Exercise: Please state the number of lines in the records below that contain the string "prepare", and nothing further.

Supplied material:
----------

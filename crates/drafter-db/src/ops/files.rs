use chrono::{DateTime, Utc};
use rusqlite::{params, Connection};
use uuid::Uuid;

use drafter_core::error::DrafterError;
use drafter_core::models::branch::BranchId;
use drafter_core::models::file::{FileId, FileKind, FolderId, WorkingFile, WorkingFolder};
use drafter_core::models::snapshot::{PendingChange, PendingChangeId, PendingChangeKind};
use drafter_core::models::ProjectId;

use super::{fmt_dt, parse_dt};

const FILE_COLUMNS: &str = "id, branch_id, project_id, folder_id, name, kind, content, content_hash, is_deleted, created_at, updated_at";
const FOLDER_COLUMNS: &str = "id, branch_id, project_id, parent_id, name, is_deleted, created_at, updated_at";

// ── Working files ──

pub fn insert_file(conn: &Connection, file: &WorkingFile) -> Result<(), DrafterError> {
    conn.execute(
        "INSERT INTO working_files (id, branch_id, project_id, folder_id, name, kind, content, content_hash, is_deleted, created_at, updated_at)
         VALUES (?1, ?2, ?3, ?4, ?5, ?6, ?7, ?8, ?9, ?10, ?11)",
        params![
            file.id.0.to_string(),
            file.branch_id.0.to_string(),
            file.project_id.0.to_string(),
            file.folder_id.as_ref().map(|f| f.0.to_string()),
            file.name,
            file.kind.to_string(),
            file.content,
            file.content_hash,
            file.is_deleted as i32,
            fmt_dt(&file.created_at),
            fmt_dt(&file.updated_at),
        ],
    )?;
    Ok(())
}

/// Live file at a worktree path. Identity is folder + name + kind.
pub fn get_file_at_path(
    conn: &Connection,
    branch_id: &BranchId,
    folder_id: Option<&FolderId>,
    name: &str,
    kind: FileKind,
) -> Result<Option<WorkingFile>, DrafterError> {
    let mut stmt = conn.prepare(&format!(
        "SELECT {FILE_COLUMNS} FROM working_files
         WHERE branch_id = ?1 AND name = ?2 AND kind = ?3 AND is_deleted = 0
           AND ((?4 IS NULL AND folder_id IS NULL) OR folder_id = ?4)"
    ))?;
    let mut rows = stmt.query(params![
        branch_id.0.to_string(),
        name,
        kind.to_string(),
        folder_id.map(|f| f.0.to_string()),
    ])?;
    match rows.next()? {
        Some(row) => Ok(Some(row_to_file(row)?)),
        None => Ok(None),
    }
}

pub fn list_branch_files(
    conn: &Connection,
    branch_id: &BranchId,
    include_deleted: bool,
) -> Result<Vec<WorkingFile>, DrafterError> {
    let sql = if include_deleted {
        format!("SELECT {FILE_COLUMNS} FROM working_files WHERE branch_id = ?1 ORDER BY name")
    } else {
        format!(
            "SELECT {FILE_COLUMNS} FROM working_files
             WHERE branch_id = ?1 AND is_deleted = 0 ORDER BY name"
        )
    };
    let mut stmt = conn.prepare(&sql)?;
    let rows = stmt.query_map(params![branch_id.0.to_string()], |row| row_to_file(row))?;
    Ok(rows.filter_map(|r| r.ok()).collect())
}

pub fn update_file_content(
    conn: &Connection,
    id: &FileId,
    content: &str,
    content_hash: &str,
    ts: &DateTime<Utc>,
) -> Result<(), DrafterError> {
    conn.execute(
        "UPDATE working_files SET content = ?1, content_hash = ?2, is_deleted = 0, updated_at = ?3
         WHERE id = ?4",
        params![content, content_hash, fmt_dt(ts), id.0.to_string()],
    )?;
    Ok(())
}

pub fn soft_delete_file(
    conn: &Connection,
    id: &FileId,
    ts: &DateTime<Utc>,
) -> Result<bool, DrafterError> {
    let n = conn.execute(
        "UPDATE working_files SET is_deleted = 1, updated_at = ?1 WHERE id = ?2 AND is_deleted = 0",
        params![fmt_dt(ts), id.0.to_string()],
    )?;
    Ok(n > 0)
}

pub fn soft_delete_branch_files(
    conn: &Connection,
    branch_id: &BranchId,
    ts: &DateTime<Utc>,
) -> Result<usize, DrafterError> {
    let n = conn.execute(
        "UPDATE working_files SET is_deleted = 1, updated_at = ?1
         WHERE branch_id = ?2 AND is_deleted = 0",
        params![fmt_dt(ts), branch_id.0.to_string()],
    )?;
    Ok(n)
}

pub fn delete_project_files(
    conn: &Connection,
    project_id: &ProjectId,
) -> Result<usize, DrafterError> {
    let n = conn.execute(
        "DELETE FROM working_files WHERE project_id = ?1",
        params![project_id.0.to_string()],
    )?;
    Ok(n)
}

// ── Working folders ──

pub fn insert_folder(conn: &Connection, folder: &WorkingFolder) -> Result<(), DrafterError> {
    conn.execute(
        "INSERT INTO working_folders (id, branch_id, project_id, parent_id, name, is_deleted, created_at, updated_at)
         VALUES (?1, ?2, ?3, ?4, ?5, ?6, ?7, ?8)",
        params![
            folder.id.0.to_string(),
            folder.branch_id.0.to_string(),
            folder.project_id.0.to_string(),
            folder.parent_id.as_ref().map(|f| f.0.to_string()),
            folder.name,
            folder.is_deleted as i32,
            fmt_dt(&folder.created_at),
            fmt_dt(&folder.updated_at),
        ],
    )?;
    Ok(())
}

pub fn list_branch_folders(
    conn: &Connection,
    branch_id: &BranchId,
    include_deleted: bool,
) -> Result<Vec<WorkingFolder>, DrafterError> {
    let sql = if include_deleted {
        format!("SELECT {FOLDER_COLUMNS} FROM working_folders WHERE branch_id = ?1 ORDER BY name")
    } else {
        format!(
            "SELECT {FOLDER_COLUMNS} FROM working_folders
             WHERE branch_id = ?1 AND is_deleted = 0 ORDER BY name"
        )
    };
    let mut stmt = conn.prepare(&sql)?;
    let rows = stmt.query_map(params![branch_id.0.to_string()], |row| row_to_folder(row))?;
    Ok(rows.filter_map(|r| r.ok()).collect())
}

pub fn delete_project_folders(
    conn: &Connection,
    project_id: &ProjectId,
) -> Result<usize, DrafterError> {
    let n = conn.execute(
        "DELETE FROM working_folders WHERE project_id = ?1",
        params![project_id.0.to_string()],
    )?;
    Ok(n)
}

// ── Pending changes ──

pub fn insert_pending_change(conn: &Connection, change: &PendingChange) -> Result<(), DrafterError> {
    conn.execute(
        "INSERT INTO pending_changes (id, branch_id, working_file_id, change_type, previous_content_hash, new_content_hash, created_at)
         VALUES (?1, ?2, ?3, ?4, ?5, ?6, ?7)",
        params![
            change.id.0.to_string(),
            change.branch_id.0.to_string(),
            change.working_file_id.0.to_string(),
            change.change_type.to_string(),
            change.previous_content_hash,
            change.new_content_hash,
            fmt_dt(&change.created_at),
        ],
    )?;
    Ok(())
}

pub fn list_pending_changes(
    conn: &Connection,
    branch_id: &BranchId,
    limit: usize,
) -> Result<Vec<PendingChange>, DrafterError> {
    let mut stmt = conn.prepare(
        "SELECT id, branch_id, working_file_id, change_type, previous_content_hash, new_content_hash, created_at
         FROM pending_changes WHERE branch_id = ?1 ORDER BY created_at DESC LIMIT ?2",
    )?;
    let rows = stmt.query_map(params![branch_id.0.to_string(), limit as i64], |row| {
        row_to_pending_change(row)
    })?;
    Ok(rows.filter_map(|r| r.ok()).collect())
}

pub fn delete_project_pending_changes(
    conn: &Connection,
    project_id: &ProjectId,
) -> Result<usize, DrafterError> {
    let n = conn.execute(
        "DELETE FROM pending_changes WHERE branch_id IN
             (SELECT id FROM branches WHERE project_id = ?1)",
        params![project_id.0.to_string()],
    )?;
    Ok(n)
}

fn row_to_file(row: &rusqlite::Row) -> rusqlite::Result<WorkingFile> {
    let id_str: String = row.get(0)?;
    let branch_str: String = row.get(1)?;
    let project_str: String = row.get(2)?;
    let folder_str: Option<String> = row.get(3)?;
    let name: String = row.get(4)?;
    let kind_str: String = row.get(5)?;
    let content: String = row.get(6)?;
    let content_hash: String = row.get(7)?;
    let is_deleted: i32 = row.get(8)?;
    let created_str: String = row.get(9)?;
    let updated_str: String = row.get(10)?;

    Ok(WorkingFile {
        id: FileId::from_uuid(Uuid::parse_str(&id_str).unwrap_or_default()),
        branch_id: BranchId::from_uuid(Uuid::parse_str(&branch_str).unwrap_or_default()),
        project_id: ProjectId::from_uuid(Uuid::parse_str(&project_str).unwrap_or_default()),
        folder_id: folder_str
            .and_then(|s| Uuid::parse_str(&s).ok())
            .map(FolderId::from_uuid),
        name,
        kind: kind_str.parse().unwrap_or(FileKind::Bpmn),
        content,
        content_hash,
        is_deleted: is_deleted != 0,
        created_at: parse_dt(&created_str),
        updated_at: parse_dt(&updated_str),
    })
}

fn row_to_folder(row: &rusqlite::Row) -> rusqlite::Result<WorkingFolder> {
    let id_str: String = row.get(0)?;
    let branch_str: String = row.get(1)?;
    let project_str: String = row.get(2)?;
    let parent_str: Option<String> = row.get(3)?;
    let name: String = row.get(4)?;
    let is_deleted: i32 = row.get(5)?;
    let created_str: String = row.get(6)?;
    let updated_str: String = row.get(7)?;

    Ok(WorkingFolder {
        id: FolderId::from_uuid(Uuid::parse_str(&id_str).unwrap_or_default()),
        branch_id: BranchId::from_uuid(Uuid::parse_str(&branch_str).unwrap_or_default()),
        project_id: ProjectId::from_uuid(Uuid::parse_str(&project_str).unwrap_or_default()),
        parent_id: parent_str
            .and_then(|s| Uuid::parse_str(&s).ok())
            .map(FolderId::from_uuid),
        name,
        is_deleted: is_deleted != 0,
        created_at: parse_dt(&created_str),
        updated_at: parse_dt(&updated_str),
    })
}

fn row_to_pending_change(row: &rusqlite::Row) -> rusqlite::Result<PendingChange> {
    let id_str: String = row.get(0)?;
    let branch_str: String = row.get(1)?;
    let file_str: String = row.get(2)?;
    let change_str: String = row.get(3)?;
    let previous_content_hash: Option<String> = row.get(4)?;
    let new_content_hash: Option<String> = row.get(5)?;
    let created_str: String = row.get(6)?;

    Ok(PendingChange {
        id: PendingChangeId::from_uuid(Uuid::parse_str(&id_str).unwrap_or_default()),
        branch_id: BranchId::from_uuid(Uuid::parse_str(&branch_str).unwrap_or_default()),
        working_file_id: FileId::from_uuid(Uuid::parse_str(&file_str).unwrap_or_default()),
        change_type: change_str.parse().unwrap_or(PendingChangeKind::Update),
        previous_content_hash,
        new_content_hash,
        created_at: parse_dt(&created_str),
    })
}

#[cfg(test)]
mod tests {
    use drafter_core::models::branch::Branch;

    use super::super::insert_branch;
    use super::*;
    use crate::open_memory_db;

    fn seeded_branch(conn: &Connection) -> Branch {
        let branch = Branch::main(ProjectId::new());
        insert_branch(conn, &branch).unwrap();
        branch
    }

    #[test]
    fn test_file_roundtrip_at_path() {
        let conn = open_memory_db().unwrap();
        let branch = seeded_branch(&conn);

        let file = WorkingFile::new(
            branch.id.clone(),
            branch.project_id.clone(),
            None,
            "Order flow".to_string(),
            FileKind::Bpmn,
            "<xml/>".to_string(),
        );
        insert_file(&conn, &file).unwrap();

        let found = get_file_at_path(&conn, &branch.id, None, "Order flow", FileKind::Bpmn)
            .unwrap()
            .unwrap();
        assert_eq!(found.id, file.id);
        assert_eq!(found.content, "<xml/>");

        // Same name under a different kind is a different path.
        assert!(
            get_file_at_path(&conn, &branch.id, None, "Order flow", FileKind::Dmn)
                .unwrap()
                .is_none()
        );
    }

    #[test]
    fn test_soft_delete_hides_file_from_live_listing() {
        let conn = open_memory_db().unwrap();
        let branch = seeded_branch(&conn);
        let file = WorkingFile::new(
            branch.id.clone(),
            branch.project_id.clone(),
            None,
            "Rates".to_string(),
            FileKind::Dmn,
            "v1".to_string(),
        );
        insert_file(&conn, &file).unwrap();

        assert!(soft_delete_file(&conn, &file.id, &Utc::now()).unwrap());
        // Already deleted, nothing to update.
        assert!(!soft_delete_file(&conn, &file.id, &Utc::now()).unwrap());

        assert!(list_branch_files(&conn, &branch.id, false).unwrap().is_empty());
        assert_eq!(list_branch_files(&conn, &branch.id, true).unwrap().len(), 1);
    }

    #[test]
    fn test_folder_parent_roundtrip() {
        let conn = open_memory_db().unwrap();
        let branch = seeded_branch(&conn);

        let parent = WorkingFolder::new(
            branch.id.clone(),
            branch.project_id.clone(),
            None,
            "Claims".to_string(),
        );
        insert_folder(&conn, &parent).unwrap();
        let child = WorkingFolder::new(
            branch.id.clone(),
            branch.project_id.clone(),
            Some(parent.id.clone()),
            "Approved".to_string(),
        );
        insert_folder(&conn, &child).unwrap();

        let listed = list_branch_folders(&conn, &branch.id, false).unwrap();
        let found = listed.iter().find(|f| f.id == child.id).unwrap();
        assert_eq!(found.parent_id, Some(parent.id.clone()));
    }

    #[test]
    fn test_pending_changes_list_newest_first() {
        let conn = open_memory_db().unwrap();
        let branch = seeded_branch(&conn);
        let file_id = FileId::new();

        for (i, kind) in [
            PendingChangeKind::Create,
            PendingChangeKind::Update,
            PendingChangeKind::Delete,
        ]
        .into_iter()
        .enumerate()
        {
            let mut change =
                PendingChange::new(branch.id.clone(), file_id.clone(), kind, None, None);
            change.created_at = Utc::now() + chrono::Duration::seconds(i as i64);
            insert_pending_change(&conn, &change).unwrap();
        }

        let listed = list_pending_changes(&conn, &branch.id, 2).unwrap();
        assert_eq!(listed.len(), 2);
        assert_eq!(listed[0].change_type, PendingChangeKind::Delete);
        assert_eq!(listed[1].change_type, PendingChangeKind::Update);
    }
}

----------

Solved exercise: 4